Below are the entries; give again exactly the lines from the one mentioning "#[derive(Debug, Clone)]" through the one mentioning "use perch_core::config::MountOffset;", inclusive.
►
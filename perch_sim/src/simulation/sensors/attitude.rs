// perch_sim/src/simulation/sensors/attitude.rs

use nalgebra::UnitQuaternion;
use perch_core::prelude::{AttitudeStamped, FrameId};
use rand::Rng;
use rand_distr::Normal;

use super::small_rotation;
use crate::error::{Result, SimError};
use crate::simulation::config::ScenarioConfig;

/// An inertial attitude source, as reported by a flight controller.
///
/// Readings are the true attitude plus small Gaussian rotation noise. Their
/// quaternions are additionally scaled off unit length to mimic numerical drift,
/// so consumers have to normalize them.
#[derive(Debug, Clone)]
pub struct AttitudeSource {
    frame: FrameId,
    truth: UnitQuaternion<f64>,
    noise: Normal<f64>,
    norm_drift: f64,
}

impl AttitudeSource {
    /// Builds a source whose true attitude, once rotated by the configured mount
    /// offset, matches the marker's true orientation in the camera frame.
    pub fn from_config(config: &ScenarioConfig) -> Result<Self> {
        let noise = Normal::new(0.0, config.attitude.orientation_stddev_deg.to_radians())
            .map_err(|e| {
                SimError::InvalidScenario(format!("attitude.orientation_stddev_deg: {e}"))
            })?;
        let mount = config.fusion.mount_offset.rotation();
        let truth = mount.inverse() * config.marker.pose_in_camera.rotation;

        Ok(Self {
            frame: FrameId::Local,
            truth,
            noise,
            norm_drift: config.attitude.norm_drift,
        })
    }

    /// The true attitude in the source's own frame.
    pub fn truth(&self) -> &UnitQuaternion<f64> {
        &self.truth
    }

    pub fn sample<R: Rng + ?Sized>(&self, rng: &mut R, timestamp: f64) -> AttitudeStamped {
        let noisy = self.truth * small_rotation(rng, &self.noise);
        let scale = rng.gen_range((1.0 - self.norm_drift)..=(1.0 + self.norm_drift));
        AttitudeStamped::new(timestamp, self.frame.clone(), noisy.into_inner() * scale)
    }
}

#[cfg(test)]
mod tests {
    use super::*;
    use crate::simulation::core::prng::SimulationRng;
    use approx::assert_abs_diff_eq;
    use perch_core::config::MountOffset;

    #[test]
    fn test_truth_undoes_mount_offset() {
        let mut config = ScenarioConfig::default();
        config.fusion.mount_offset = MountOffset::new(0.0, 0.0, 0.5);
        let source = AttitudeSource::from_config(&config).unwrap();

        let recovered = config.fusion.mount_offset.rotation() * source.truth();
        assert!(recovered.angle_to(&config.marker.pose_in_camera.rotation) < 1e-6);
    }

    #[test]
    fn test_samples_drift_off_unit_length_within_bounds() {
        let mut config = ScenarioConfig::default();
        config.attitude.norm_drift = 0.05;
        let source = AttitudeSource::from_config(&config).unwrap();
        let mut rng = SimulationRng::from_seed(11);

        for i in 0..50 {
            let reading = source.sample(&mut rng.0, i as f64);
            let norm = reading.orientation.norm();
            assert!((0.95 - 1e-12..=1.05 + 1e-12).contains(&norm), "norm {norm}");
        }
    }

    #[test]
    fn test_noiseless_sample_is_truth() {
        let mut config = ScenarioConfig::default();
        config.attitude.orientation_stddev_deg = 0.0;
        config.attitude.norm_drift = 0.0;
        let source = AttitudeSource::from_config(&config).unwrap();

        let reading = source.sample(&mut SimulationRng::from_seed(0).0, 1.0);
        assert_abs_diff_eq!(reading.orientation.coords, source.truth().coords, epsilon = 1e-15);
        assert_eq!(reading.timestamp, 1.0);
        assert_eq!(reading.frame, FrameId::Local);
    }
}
◄
__ANSWER FOR THE TASK__:
#[derive(Debug, Clone)]
pub struct AttitudeSource {
    frame: FrameId,
    truth: UnitQuaternion<f64>,
    noise: Normal<f64>,
    norm_drift: f64,
}

impl AttitudeSource {
    /// Builds a source whose true attitude, once rotated by the configured mount
    /// offset, matches the marker's true orientation in the camera frame.
    pub fn from_config(config: &ScenarioConfig) -> Result<Self> {
        let noise = Normal::new(0.0, config.attitude.orientation_stddev_deg.to_radians())
            .map_err(|e| {
                SimError::InvalidScenario(format!("attitude.orientation_stddev_deg: {e}"))
            })?;
        let mount = config.fusion.mount_offset.rotation();
        let truth = mount.inverse() * config.marker.pose_in_camera.rotation;

        Ok(Self {
            frame: FrameId::Local,
            truth,
            noise,
            norm_drift: config.attitude.norm_drift,
        })
    }

    /// The true attitude in the source's own frame.
    pub fn truth(&self) -> &UnitQuaternion<f64> {
        &self.truth
    }

    pub fn sample<R: Rng + ?Sized>(&self, rng: &mut R, timestamp: f64) -> AttitudeStamped {
        let noisy = self.truth * small_rotation(rng, &self.noise);
        let scale = rng.gen_range((1.0 - self.norm_drift)..=(1.0 + self.norm_drift));
        AttitudeStamped::new(timestamp, self.frame.clone(), noisy.into_inner() * scale)
    }
}

#[cfg(test)]
mod tests {
    use super::*;
    use crate::simulation::core::prng::SimulationRng;
    use approx::assert_abs_diff_eq;
    use perch_core::config::MountOffset;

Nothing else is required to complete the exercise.